Alemania sufre pero domina el Grupo E con un gol en el descuento
Un final de infarto en Toronto. Alemania (2-1) superó a Costa de Marfil con un doblete de Deniz Undav, el héroe inesperado, para liderar el Grupo E del Mundial 2026.
El BMO Field de Toronto fue testigo de un partido de alta intensidad donde la Mannschaft de Julian Nagelsmann demostró su capacidad de reacción. Aunque Costa de Marfil se adelantó con un gol de Franck Kessié en el minuto 30, tras una jugada colectiva que desbordó a la defensa alemana, los europeos supieron mantener la calma. La presión constante de Kai Havertz, Florian Wirtz y Jamal Musiala, con múltiples llegadas al área rival, anticipaba que el empate era cuestión de tiempo.

El primer tiempo estuvo marcado por la intensidad física y las ocasiones claras. Alemania, fiel a su estilo, dominó la posesión y generó peligro con centros de Joshua Kimmich y remates de Havertz y Musiala, pero Yahia Fofana respondía con paradas decisivas. Sin embargo, la solidez defensiva marfileña, liderada por Odilon Kossounou, se vio recompensada cuando Diomandé desequilibró por la banda izquierda y Kessié aprovechó un rebote en el área para abrir el marcador.
El banquillo, clave en la remontada alemana
El descanso llegó con Alemania por detrás, pero Nagelsmann no tardó en actuar. La entrada de Antonio Rüdiger en lugar de Nico Schlotterbeck reforzó la defensa, pero fue en el ataque donde se notó el cambio. La incorporación de Deniz Undav y Nadiem Amiri en el minuto 60 dio un giro radical al partido. Undav, con frescura y determinación, emparejó el marcador en el 68′ tras un centro de Amiri, demostrando por qué su figura fue decisiva.
Costa de Marfil, con Emerse Faé al mando, intentó mantener su ventaja con contragolpes rápidos, pero la fatiga comenzó a hacer mella. Diomandé, el jugador más activo del equipo africano, fue sustituido por Nicolas Pépé en el 85′, pero el cambio no fue suficiente para contener el ímpetu alemán. Undav, en una jugada de contraataque en el tiempo de descuento, remató con precisión tras un pase filtrado de Felix Nmecha, sellando la victoria cuando el partido parecía encaminado al empate.
Un grupo E más competitivo de lo esperado
Este triunfo coloca a Alemania con seis puntos, consolidando su liderato en el Grupo E. Costa de Marfil, que había sorprendido en su debut con una victoria ajustada ante Ecuador, suma tres puntos y mantiene sus opciones de clasificación. Curazao, la selección más modesta del grupo, afronta ahora un partido clave contra Ecuador para no quedarse fuera de la competición.
Desde una perspectiva analítica, este partido reveló dos realidades: la capacidad de Alemania para sufrir y remontar, incluso cuando el rival se adelanta, y la solidez de Costa de Marfil, que demostró que puede competir de tú a tú contra cualquier equipo. La pregunta clave ahora es si los alemanes podrán mantener este nivel de intensidad en fases más avanzadas del torneo, donde los margenes de error serán mínimos.
¿Estamos ante una Alemania que, pese a sus altibajos, tiene el ADN de los campeones?
El valor táctico de la profundidad en el banquillo
El partido contra Costa de Marfil puso de manifiesto cómo la gestión del banquillo puede ser tan decisiva como el once inicial en el fútbol moderno.

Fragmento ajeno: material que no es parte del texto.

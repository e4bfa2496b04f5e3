//! Line supervisor - wires the stages together and runs them to completion

use std::time::Duration;

use eyre::{Result, WrapErr};
use tokio::task::{JoinError, JoinHandle};
use tracing::{debug, error, info, warn};

use crate::color::CubeColor;
use crate::config::Config;
use crate::coordinator::{LineState, RunControl, handshake};
use crate::device::Devices;
use crate::motion::{MotionController, PickPlace};
use crate::stage::{ColorQuota, Loader, Sorter, StageReport, Station, Transfer, run_stage};

/// Summary of one run
#[derive(Debug, Clone)]
pub struct LineReport {
    pub state: LineState,
    pub stages: Vec<StageReport>,
    pub sorted: Vec<(CubeColor, u32)>,
}

impl LineReport {
    pub fn sorted_count(&self, color: CubeColor) -> u32 {
        self.sorted
            .iter()
            .find(|(c, _)| *c == color)
            .map(|(_, n)| *n)
            .unwrap_or(0)
    }
}

/// Await a stage task; a task that dies stops the rest of the line
async fn supervise<T>(name: &str, task: JoinHandle<T>, run: RunControl) -> std::result::Result<T, JoinError> {
    let result = task.await;
    if let Err(e) = &result {
        error!(stage = name, error = %e, "Stage task died, stopping line");
        run.stop(LineState::Interrupted);
    }
    result
}

/// The three-stage sorting line
pub struct Line {
    devices: Devices,
    config: Config,
    run: RunControl,
}

impl Line {
    pub fn new(devices: Devices, config: Config) -> Self {
        Self {
            devices,
            config,
            run: RunControl::new(),
        }
    }

    /// Handle for stopping the line or watching for completion
    pub fn run_control(&self) -> RunControl {
        self.run.clone()
    }

    /// Run until every quota is met or the line is stopped, then stop both belts
    pub async fn run(self) -> Result<LineReport> {
        debug!("Line::run: called");
        let Self { devices, config, run } = self;

        let motion = MotionController::new(&config.motion);
        let pick_place = PickPlace::new(motion, &config.pick_place);
        let (to_transfer, from_loader) = handshake("belt-a", true);
        let (to_sorter, from_transfer) = handshake("belt-b", true);

        let loader = Loader::new(
            devices.loader_arm.clone(),
            pick_place.clone(),
            to_transfer,
            config.stage1.clone(),
            &config.pick_place,
        );
        let transfer = Transfer::new(
            devices.transfer_arm.clone(),
            pick_place.clone(),
            Station::new(
                devices.belt_a.clone(),
                devices.belt_a_arrival.clone(),
                devices.belt_a_stop.clone(),
                config.stage2.station.clone(),
            ),
            devices.belt_b.clone(),
            from_loader,
            to_sorter,
            config.stage2.clone(),
            config.motion.transfer_tolerance,
        );
        let sorter = Sorter::new(
            devices.sorter_arm.clone(),
            pick_place,
            Station::new(
                devices.belt_b.clone(),
                devices.belt_b_arrival.clone(),
                devices.belt_b_stop.clone(),
                config.stage3.station.clone(),
            ),
            devices.color_sensor.clone(),
            from_transfer,
            ColorQuota::new(config.quota.per_color),
            config.stage3.clone(),
            Duration::from_millis(config.pick_place.gripper_dwell_ms),
        );

        info!(per_color = config.quota.per_color, "Starting line");
        let stage1 = supervise("stage1", tokio::spawn(run_stage(loader, run.clone())), run.clone());
        let stage2 = supervise("stage2", tokio::spawn(run_stage(transfer, run.clone())), run.clone());
        let stage3 = supervise("stage3", tokio::spawn(run_stage(sorter, run.clone())), run.clone());

        let (stage1, stage2, stage3) = tokio::join!(stage1, stage2, stage3);

        // Belts stop even when a stage task died
        for belt in [&devices.belt_a, &devices.belt_b] {
            if let Err(e) = belt.stop().await {
                warn!(belt = %belt.title(), error = %e, "Failed to stop belt");
            }
        }

        let (_, report1) = stage1.wrap_err("stage 1 task failed")?;
        let (_, report2) = stage2.wrap_err("stage 2 task failed")?;
        let (sorter, report3) = stage3.wrap_err("stage 3 task failed")?;

        let report = LineReport {
            state: run.state(),
            stages: vec![report1, report2, report3],
            sorted: sorter.quota().counts(),
        };
        info!(state = %report.state, sorted = ?report.sorted, "Line stopped");
        Ok(report)
    }
}
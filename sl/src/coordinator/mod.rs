//! Stage coordination primitives
//!
//! Stages never share locks. They coordinate through two kinds of
//! watch-backed state:
//!
//! - [`RunControl`] - the process-wide run state, stopped exactly once
//! - [`handshake`] - a single-slot readiness signal between two adjacent
//!   stages, split into a [`Producer`] and a [`Consumer`] end
//!
//! Every wait on either returns early when the run stops.

mod handshake;
mod run_control;

pub use handshake::{Consumer, Producer, handshake};
pub use run_control::{LineState, RunControl};
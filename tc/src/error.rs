//! Thing client error types

use thiserror::Error;

/// Errors that can occur while talking to a Thing
#[derive(Debug, Error)]
pub enum ThingError {
    #[error("Network error: {0}")]
    Network(#[from] reqwest::Error),

    #[error("Device {thing} returned {status}: {message}")]
    Status { thing: String, status: u16, message: String },

    #[error("Device {thing} has no {kind} named '{name}'")]
    MissingAffordance {
        thing: String,
        kind: &'static str,
        name: String,
    },

    #[error("Invalid href '{href}': {reason}")]
    InvalidHref { href: String, reason: String },

    #[error("Device {thing} rejected '{name}': {message}")]
    Rejected {
        thing: String,
        name: String,
        message: String,
    },

    #[error("Device {thing} returned an invalid '{name}': {message}")]
    InvalidValue {
        thing: String,
        name: String,
        message: String,
    },

    #[error("JSON serialization error: {0}")]
    Json(#[from] serde_json::Error),
}

impl ThingError {
    /// Check if this error is worth retrying
    pub fn is_retryable(&self) -> bool {
        match self {
            ThingError::Network(_) => true,
            ThingError::Status { status, .. } => matches!(*status, 408 | 429) || *status >= 500,
            ThingError::MissingAffordance { .. } => false,
            ThingError::InvalidHref { .. } => false,
            ThingError::Rejected { .. } => false,
            ThingError::InvalidValue { .. } => false,
            ThingError::Json(_) => false,
        }
    }
}

#[cfg(test)]
mod tests {
    use super::*;

    #[test]
    fn test_is_retryable() {
        // 5xx and throttling are transient
        for status in [408, 429, 500, 502, 503] {
            assert!(
                ThingError::Status {
                    thing: "belt".to_string(),
                    status,
                    message: String::new(),
                }
                .is_retryable(),
                "status {} should be retryable",
                status
            );
        }

        // 4xx errors are not
        assert!(
            !ThingError::Status {
                thing: "belt".to_string(),
                status: 404,
                message: "Not found".to_string(),
            }
            .is_retryable()
        );

        assert!(
            !ThingError::MissingAffordance {
                thing: "belt".to_string(),
                kind: "action",
                name: "fly".to_string(),
            }
            .is_retryable()
        );
    }

    #[test]
    fn test_display_names_device() {
        let err = ThingError::Rejected {
            thing: "VirtualUR3".to_string(),
            name: "goToPosition".to_string(),
            message: "unreachable".to_string(),
        };
        let text = err.to_string();
        assert!(text.contains("VirtualUR3"));
        assert!(text.contains("goToPosition"));
    }
}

Desde una perspectiva analítica, lo que este encuentro revela es que la capacidad de Nagelsmann para leer el partido y ajustar su estrategia en tiempo real fue el factor diferencial. La entrada de Undav no solo aportó frescura física, sino también un perfil distinto en el área, capaz de aprovechar los centros y los espacios que la defensa marfileña, ya desgastada, no pudo cubrir. Esto subraya una tendencia creciente: los equipos que logran mantener un alto nivel de rendimiento en los últimos minutos suelen ser aquellos con opciones tácticas claras desde el banquillo.
Más allá de los hechos, lo que emerge es la importancia de construir plantillas con versatilidad. Alemania demostró que, incluso en un partido donde el rival les superó en intensidad durante tramos, la profundidad de su banco les permitió cambiar el rumbo. La pregunta clave ahora es si esta capacidad de adaptación será suficiente para superar a equipos más organizados en fases eliminatorias, donde el margen para el error es casi inexistente.
La lección estratégica
En un Mundial donde la igualdad es la tónica, la diferencia la marcarán aquellos seleccionadores que sepan explotar al máximo cada recurso a su disposición, incluso cuando el partido parece escapárseles.